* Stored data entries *

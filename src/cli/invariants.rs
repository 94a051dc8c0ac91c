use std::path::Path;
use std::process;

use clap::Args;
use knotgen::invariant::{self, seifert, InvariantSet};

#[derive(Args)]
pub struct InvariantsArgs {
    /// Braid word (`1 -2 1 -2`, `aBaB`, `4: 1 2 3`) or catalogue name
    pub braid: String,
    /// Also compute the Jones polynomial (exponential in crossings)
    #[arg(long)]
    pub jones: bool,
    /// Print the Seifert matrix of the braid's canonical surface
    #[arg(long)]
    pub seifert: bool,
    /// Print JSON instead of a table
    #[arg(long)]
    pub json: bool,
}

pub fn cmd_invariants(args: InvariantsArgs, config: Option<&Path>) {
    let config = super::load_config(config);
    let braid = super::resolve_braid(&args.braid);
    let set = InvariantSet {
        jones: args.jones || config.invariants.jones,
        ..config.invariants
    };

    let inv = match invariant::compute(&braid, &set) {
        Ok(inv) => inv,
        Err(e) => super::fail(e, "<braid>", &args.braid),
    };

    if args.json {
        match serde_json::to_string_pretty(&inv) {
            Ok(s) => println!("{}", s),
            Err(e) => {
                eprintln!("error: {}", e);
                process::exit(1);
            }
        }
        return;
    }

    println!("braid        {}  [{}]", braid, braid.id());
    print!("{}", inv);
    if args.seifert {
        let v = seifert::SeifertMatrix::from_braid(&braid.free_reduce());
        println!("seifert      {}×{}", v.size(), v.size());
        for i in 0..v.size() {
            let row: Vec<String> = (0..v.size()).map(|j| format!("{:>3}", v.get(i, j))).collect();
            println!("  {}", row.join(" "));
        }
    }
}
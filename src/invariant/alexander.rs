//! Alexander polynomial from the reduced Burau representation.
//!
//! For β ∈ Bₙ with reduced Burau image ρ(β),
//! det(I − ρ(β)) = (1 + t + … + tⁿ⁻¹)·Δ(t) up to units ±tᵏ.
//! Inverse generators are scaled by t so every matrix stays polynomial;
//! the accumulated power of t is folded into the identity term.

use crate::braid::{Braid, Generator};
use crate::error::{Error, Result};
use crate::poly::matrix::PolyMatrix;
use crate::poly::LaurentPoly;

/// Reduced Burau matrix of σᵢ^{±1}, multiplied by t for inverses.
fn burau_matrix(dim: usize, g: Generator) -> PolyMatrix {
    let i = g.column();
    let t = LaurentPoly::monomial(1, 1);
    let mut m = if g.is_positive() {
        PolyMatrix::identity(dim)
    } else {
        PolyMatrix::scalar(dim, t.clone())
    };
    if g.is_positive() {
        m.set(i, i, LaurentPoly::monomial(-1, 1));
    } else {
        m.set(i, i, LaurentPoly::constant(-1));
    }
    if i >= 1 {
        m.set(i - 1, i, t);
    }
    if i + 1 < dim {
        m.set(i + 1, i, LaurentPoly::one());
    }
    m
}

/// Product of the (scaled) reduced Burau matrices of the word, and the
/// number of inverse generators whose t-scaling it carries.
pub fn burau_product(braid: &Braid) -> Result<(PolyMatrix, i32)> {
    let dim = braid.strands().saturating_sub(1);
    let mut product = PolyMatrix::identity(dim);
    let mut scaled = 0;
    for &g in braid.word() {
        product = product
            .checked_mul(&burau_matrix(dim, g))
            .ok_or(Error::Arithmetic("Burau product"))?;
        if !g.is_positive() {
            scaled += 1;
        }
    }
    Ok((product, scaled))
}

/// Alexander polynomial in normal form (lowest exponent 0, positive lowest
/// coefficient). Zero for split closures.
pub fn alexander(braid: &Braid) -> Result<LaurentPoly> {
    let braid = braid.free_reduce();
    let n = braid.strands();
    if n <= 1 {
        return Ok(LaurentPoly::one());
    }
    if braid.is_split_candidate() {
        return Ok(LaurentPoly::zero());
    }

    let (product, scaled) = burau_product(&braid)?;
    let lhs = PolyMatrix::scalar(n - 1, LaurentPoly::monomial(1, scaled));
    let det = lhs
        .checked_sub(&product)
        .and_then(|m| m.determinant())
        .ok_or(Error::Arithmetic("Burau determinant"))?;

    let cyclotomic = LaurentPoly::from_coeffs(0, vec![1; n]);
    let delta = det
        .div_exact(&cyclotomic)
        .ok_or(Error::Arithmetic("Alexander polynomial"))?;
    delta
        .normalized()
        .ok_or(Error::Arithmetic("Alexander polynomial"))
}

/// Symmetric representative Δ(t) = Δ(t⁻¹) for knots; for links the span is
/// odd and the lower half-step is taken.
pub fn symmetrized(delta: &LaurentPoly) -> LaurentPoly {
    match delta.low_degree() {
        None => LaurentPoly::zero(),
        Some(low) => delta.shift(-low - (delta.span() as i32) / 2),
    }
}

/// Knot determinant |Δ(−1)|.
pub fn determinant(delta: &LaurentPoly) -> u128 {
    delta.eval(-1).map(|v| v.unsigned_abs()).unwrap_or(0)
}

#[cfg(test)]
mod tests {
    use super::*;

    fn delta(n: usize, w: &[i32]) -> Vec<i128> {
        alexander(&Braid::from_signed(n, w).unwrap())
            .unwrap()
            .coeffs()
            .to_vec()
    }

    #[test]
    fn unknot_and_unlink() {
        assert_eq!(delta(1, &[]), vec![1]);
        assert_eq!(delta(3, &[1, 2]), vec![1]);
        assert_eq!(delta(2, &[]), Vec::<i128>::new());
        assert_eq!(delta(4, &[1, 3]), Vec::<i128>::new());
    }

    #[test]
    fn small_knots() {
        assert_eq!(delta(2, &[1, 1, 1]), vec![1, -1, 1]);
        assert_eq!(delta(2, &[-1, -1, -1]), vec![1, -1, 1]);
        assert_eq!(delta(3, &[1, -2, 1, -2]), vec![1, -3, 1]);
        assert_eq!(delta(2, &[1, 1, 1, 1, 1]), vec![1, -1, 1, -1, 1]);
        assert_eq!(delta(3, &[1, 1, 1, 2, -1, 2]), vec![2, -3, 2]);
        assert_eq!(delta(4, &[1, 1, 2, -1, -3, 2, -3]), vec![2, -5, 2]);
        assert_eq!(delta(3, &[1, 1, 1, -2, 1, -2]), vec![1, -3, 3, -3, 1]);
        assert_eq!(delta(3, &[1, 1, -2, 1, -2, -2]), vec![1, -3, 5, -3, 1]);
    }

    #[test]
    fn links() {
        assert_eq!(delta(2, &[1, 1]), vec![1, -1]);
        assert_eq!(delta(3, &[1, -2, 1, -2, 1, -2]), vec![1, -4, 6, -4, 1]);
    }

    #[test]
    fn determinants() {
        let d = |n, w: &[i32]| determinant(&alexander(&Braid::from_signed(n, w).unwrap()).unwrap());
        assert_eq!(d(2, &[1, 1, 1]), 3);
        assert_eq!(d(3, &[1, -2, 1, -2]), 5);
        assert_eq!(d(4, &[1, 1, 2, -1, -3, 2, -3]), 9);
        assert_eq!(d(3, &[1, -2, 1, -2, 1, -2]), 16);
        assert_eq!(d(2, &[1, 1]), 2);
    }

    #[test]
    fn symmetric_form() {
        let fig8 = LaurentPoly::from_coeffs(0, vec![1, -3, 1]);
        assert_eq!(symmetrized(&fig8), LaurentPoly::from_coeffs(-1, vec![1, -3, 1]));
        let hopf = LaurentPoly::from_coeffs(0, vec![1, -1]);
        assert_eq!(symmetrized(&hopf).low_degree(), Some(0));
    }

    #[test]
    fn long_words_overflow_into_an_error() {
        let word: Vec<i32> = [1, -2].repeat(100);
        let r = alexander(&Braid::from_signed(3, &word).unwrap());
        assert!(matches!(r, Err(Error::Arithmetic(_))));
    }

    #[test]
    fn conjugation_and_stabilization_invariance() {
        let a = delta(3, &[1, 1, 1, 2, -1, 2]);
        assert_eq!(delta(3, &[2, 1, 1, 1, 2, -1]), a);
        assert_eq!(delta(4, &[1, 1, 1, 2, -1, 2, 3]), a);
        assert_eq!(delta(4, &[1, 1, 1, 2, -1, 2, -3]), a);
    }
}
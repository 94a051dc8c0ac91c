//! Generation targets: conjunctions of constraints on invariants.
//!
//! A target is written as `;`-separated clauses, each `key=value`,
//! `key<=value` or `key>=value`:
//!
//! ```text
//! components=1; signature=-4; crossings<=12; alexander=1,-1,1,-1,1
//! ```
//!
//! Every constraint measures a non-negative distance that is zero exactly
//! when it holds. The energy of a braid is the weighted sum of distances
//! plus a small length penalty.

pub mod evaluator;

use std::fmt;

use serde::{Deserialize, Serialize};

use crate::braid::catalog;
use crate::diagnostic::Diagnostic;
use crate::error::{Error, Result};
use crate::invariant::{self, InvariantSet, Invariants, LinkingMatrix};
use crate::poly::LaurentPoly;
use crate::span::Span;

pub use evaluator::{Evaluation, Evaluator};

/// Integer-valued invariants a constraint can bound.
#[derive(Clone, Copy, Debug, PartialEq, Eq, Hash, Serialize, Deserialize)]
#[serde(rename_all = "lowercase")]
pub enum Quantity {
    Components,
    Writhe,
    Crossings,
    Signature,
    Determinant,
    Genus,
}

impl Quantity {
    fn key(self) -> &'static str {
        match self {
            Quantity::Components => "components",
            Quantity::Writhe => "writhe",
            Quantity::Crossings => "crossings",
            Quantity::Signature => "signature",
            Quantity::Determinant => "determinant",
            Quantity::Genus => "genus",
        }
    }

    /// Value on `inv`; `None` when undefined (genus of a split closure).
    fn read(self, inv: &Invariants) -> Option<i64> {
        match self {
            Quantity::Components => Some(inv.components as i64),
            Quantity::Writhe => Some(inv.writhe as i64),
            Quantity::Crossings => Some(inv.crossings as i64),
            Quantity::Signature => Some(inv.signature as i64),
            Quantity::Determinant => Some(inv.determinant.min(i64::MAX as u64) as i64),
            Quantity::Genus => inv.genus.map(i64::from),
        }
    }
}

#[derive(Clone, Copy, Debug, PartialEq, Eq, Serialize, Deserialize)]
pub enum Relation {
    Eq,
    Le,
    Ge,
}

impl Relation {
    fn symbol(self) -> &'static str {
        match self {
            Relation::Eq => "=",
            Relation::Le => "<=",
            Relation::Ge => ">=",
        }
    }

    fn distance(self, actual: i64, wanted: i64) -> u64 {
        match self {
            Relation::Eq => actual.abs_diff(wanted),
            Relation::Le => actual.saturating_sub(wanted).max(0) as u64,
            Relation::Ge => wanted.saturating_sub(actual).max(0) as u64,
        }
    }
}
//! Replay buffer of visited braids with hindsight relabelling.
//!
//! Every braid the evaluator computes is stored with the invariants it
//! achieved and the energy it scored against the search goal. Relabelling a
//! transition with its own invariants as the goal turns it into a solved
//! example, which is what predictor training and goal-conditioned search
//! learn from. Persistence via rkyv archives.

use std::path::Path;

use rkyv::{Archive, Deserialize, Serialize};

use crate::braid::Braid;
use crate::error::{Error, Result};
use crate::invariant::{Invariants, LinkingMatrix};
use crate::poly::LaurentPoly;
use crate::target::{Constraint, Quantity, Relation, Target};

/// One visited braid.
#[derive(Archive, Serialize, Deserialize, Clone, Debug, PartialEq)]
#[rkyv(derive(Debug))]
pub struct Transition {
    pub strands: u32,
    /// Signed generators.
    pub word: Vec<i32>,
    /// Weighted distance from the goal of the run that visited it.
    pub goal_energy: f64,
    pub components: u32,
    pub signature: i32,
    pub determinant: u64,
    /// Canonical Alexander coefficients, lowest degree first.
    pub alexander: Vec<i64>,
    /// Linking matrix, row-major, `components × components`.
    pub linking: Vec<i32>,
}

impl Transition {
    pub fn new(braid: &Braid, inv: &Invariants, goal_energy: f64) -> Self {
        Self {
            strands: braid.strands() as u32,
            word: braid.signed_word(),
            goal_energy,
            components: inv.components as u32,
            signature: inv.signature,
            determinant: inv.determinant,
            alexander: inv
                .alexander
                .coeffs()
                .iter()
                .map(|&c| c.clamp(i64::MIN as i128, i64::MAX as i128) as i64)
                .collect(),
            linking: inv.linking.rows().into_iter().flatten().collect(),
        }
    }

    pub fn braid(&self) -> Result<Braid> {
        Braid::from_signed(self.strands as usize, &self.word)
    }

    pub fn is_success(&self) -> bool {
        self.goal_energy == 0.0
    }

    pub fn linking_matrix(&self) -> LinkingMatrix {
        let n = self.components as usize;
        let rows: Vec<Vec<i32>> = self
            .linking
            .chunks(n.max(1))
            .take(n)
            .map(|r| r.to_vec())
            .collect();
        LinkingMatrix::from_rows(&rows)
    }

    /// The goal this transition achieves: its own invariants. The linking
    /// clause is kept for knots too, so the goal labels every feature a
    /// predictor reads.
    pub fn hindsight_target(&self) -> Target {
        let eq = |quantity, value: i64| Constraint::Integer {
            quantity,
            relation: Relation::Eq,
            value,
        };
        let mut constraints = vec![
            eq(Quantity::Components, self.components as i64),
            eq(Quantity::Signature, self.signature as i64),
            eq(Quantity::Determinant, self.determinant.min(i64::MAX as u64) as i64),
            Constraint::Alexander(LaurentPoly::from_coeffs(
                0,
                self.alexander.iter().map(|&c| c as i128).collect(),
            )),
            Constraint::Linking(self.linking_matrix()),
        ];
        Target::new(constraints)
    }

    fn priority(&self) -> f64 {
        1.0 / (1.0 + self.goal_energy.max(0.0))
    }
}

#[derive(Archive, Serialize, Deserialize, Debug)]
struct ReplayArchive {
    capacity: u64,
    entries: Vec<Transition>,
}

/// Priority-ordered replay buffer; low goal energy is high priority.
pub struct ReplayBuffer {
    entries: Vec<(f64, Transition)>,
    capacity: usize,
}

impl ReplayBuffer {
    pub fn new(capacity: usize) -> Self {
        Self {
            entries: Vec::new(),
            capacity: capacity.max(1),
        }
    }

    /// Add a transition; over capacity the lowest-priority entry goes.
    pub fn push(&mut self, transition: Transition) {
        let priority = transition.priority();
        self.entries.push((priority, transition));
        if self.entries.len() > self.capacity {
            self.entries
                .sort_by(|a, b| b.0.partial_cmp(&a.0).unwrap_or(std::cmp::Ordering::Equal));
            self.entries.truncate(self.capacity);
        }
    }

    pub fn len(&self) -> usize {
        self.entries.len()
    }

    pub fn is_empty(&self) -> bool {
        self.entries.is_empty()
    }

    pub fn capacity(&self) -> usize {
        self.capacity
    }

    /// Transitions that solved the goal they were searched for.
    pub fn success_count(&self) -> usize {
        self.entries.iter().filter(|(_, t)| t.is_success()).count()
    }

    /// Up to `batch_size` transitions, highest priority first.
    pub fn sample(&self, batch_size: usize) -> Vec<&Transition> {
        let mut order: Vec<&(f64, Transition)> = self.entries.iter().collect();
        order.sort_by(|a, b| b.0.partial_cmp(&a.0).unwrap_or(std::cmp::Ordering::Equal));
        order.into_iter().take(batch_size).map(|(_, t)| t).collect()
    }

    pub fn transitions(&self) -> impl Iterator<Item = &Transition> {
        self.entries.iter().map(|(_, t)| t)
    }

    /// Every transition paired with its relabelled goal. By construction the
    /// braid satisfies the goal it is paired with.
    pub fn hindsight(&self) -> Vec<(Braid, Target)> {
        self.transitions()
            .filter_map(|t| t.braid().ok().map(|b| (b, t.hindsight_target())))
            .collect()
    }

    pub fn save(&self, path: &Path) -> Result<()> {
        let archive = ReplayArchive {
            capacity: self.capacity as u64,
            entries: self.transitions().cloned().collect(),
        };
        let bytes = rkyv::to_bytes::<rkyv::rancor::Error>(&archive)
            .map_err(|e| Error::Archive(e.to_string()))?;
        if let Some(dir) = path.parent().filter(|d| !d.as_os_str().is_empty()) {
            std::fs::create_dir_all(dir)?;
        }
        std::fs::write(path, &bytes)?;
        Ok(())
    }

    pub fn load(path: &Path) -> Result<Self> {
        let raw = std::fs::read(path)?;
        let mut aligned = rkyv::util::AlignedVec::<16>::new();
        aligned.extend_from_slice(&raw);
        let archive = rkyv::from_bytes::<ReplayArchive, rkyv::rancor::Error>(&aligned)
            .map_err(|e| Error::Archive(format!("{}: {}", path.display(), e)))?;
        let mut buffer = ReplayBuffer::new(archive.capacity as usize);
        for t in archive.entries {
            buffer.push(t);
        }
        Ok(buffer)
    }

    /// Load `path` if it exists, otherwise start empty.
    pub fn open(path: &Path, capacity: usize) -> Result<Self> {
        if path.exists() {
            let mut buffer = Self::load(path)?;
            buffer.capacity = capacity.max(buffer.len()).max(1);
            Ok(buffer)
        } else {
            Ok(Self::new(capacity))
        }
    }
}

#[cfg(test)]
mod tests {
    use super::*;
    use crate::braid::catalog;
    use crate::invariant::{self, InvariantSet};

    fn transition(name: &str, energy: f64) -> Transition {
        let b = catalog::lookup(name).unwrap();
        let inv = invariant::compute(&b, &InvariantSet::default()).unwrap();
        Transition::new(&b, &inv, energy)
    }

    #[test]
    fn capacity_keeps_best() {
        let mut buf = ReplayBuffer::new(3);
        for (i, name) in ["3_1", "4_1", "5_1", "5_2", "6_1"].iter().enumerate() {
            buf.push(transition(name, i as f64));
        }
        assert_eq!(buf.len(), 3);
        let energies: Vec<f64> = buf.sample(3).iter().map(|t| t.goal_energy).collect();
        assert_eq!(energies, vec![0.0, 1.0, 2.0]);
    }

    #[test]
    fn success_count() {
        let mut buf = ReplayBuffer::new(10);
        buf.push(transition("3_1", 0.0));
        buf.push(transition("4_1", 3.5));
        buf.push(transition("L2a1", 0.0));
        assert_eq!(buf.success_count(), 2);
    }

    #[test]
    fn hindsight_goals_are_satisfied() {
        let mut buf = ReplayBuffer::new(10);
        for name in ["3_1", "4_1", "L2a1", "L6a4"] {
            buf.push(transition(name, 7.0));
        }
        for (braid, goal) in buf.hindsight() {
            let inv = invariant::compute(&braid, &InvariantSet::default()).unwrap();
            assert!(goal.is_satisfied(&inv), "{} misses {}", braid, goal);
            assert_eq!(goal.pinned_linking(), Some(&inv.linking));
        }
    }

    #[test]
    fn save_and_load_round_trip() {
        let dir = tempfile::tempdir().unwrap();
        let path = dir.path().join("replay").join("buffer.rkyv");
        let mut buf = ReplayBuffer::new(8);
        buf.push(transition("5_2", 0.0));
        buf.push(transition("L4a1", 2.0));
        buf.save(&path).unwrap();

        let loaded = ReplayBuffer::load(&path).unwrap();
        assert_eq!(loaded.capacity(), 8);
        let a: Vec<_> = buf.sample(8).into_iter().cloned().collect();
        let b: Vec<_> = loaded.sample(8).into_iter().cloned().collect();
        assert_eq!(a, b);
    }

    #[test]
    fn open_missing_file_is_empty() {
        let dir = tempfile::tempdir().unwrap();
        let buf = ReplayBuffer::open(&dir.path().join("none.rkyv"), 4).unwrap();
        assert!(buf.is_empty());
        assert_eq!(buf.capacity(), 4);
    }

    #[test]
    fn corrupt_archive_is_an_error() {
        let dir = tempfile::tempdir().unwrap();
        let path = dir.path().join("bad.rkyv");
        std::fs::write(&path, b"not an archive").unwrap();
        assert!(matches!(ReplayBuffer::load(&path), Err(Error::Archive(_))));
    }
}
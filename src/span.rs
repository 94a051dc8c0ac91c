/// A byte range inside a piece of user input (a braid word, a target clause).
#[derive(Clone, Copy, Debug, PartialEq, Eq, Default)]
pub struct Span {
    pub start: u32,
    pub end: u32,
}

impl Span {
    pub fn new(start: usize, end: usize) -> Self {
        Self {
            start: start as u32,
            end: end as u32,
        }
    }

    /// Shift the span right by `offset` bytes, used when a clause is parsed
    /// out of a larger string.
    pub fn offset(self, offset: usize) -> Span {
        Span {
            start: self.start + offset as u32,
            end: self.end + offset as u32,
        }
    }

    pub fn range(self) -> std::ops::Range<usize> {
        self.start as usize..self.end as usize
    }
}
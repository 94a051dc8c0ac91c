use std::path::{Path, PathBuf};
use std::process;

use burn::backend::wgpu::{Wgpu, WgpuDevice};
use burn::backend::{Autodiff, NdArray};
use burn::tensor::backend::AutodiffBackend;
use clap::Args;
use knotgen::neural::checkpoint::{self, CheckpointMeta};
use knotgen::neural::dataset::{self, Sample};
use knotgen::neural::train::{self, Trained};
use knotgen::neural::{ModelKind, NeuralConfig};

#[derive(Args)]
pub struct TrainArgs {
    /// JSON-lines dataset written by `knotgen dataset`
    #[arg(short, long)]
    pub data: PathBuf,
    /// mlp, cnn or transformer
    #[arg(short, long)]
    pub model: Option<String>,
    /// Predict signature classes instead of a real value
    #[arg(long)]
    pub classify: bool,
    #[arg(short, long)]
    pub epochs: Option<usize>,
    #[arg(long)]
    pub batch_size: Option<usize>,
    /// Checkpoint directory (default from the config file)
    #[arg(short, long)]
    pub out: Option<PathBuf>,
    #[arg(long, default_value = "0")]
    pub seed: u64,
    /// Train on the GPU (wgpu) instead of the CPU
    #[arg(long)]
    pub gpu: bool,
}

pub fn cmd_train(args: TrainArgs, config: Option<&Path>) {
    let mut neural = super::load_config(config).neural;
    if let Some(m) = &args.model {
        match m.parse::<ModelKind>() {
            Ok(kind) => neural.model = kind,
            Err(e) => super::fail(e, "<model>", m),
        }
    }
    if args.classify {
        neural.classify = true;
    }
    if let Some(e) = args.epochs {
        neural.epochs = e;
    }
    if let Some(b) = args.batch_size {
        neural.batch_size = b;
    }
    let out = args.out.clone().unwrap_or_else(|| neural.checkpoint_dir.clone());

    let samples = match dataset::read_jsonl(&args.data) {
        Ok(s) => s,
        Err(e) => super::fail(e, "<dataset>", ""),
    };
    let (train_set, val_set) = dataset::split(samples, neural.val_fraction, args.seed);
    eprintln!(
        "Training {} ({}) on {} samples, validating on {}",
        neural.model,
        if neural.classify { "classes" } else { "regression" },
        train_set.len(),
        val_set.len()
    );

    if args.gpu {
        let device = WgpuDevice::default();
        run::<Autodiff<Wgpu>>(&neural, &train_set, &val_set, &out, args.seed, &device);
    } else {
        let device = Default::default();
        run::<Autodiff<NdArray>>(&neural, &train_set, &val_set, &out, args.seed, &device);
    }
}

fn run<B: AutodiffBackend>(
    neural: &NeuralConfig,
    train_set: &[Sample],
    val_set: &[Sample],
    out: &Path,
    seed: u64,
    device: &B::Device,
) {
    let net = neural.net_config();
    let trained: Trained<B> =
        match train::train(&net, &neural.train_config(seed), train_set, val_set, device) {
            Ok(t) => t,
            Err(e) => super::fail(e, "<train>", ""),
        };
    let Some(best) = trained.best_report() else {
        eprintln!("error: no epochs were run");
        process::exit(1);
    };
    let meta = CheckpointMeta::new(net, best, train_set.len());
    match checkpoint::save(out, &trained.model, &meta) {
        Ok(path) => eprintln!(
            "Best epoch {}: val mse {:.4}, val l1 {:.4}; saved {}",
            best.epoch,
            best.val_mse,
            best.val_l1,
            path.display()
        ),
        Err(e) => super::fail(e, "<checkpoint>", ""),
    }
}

* GOAL OF THE EXERCISE *
Find each line in the records holding the string "return" and show it.

* WRITTEN ANSWER *
        return;
        return Ok(LaurentPoly::one());
        return Ok(LaurentPoly::zero());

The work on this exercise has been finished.